* INSTRUCTIONS TO FOLLOW: Look below for the line containing "merge(grains, 2, &GrainWindowMode::Rectangular).unwrap();"; write out that line and each one after it to the end, exactly, and nothing else.

Top of EXERCISE INPUT

use crate::{Error, Grain};

use super::{block::RenderedBlock, window::WindowFunction};

// -------------------------------------------------------------------------------------------------

/// Windowed overlap-add of a positioned grain sequence into a new multi-channel block.
///
/// The output block is `max(end_idx)` frames long. Each grain's samples get multiplied with
/// `window.samples(len)` and are added, not written, to its channel at `start_idx..end_idx`,
/// so overlapping grains sum up. NaN and infinite values in the result are replaced with zero.
///
/// Every grain must be positioned, must carry loaded samples which match its frame span, and
/// must target a channel below `channel_count`. The grains are consumed.
pub fn merge<W: WindowFunction + ?Sized>(
    grains: Vec<Grain>,
    channel_count: usize,
    window: &W,
) -> Result<RenderedBlock, Error> {
    if grains.is_empty() {
        return Err(Error::EmptySelectionError);
    }
    let mut frame_count = 0;
    for (index, grain) in grains.iter().enumerate() {
        frame_count = frame_count.max(validate_grain(index, grain, channel_count)?);
    }

    let mut block = RenderedBlock::new(channel_count, frame_count)?;
    for grain in grains {
        let (Some(placement), Some(samples)) = (grain.placement(), grain.samples) else {
            continue; // checked above
        };
        let taper = window.samples(samples.len());
        if taper.len() != samples.len() {
            return Err(Error::ParameterError(format!(
                "Window function returned {} values for a grain with {} samples",
                taper.len(),
                samples.len()
            )));
        }
        let output = &mut block.channel_mut(grain.channel)[placement.start_idx..placement.end_idx];
        for ((o, s), w) in output.iter_mut().zip(samples).zip(taper) {
            *o += s * w;
        }
    }
    block.sanitize();

    log::debug!(
        "Merged grains into {} channels with {} frames",
        block.channel_count(),
        block.frame_count()
    );
    Ok(block)
}

// -------------------------------------------------------------------------------------------------

/// Check a grain's merge preconditions. Returns its end index.
fn validate_grain(index: usize, grain: &Grain, channel_count: usize) -> Result<usize, Error> {
    let Some(placement) = grain.placement() else {
        return Err(Error::ParameterError(format!(
            "Grain #{index} has not been positioned"
        )));
    };
    let Some(samples) = &grain.samples else {
        return Err(Error::ParameterError(format!(
            "Grain #{index} from '{}' has no samples loaded",
            grain.source_ref()
        )));
    };
    if samples.len() != placement.len() {
        return Err(Error::ParameterError(format!(
            "Grain #{index} has {} samples, but spans {} frames",
            samples.len(),
            placement.len()
        )));
    }
    if grain.channel >= channel_count {
        return Err(Error::ParameterError(format!(
            "Grain #{index} targets channel {}, but the output only has {channel_count} channels",
            grain.channel
        )));
    }
    Ok(placement.end_idx)
}

// -------------------------------------------------------------------------------------------------

#[cfg(test)]
mod tests {
    use super::*;
    use crate::{render::window::GrainWindowMode, sequence::position::calculate_positions};

    fn positioned(samples: &[Vec<f32>], distance: i64) -> Vec<Grain> {
        let mut grains = samples
            .iter()
            .map(|s| {
                let mut grain = Grain::with_samples("a.wav", s.clone()).unwrap();
                grain.distance_between_grains = distance;
                grain
            })
            .collect::<Vec<_>>();
        calculate_positions(&mut grains).unwrap();
        grains
    }

    #[test]
    fn single_grain_identity() {
        let samples = vec![0.5, -1.0, 0.25, 1.0, -0.75];
        let grains = positioned(&[samples.clone()], 0);
        let block = merge(grains, 1, &GrainWindowMode::Hann).unwrap();
        assert_eq!(block.frame_count(), 5);
        let window = GrainWindowMode::Hann.samples(5);
        for i in 0..5 {
            assert_eq!(block.channel(0)[i], samples[i] * window[i]);
        }
    }

    #[test]
    fn rectangular_window_concatenates() {
        let samples = vec![vec![1.0, 2.0, 3.0], vec![4.0, 5.0], vec![6.0, 7.0, 8.0, 9.0]];
        let grains = positioned(&samples, 0);
        let block = merge(grains, 1, &GrainWindowMode::Rectangular).unwrap();
        assert_eq!(block.channel(0), samples.concat().as_slice());
    }

    #[test]
    fn overlaps_are_summed() {
        let grains = positioned(&[vec![1.0; 4], vec![1.0; 4]], -2);
        let block = merge(grains, 1, &GrainWindowMode::Rectangular).unwrap();
        assert_eq!(block.channel(0), &[1.0, 1.0, 2.0, 2.0, 1.0, 1.0]);
    }

    #[test]
    fn channels_and_gaps() {
        let mut grains = positioned(&[vec![1.0; 2], vec![2.0; 2]], 3);
        grains[1].channel = 1;
        let block = merge(grains, 2, &GrainWindowMode::Rectangular).unwrap();
        assert_eq!(block.frame_count(), 7);
        assert_eq!(block.channel(0), &[1.0, 1.0, 0.0, 0.0, 0.0, 0.0, 0.0]);
        assert_eq!(block.channel(1), &[0.0, 0.0, 0.0, 0.0, 0.0, 2.0, 2.0]);
    }

    #[test]
    fn nan_sanitization() {
        let grains = positioned(&[vec![1.0, f32::NAN, 1.0], vec![f32::INFINITY]], 0);
        let block = merge(grains, 1, &GrainWindowMode::Rectangular).unwrap();
        assert_eq!(block.channel(0), &[1.0, 0.0, 1.0, 0.0]);
        assert!(block.channel(0).iter().all(|s| s.is_finite()));
    }

    #[test]
    fn invalid_grains() {
        assert!(matches!(
            merge(vec![], 1, &GrainWindowMode::Hann),
            Err(Error::EmptySelectionError)
        ));

        let unplaced = vec![Grain::with_samples("a.wav", vec![1.0]).unwrap()];
        assert!(merge(unplaced, 1, &GrainWindowMode::Hann).is_err());

        let mut unloaded = vec![Grain::new("a.wav", 0, 4).unwrap()];
        calculate_positions(&mut unloaded).unwrap();
        assert!(merge(unloaded, 1, &GrainWindowMode::Hann).is_err());

        let mut mismatch = vec![Grain::new("a.wav", 0, 4).unwrap()];
        mismatch[0].samples = Some(vec![1.0; 3]);
        calculate_positions(&mut mismatch).unwrap();
        assert!(merge(mismatch, 1, &GrainWindowMode::Hann).is_err());

        let mut grains = positioned(&[vec![1.0; 2]], 0);
        grains[0].channel = 2;
        assert!(merge(grains, 2, &GrainWindowMode::Hann).is_err());

        let grains = positioned(&[vec![1.0; 2]], 0);
        let short = |_len: usize| vec![1.0f32];
        assert!(merge(grains, 1, &short).is_err());
    }
}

Bottom of EXERCISE INPUT

* TASK ANSWER:
        let block = merge(grains, 2, &GrainWindowMode::Rectangular).unwrap();
        assert_eq!(block.frame_count(), 7);
        assert_eq!(block.channel(0), &[1.0, 1.0, 0.0, 0.0, 0.0, 0.0, 0.0]);
        assert_eq!(block.channel(1), &[0.0, 0.0, 0.0, 0.0, 0.0, 2.0, 2.0]);
    }

    #[test]
    fn nan_sanitization() {
        let grains = positioned(&[vec![1.0, f32::NAN, 1.0], vec![f32::INFINITY]], 0);
        let block = merge(grains, 1, &GrainWindowMode::Rectangular).unwrap();
        assert_eq!(block.channel(0), &[1.0, 0.0, 1.0, 0.0]);
        assert!(block.channel(0).iter().all(|s| s.is_finite()));
    }

    #[test]
    fn invalid_grains() {
        assert!(matches!(
            merge(vec![], 1, &GrainWindowMode::Hann),
            Err(Error::EmptySelectionError)
        ));

        let unplaced = vec![Grain::with_samples("a.wav", vec![1.0]).unwrap()];
        assert!(merge(unplaced, 1, &GrainWindowMode::Hann).is_err());

        let mut unloaded = vec![Grain::new("a.wav", 0, 4).unwrap()];
        calculate_positions(&mut unloaded).unwrap();
        assert!(merge(unloaded, 1, &GrainWindowMode::Hann).is_err());

        let mut mismatch = vec![Grain::new("a.wav", 0, 4).unwrap()];
        mismatch[0].samples = Some(vec![1.0; 3]);
        calculate_positions(&mut mismatch).unwrap();
        assert!(merge(mismatch, 1, &GrainWindowMode::Hann).is_err());

        let mut grains = positioned(&[vec![1.0; 2]], 0);
        grains[0].channel = 2;
        assert!(merge(grains, 2, &GrainWindowMode::Hann).is_err());

        let grains = positioned(&[vec![1.0; 2]], 0);
        let short = |_len: usize| vec![1.0f32];
        assert!(merge(grains, 1, &short).is_err());
    }
}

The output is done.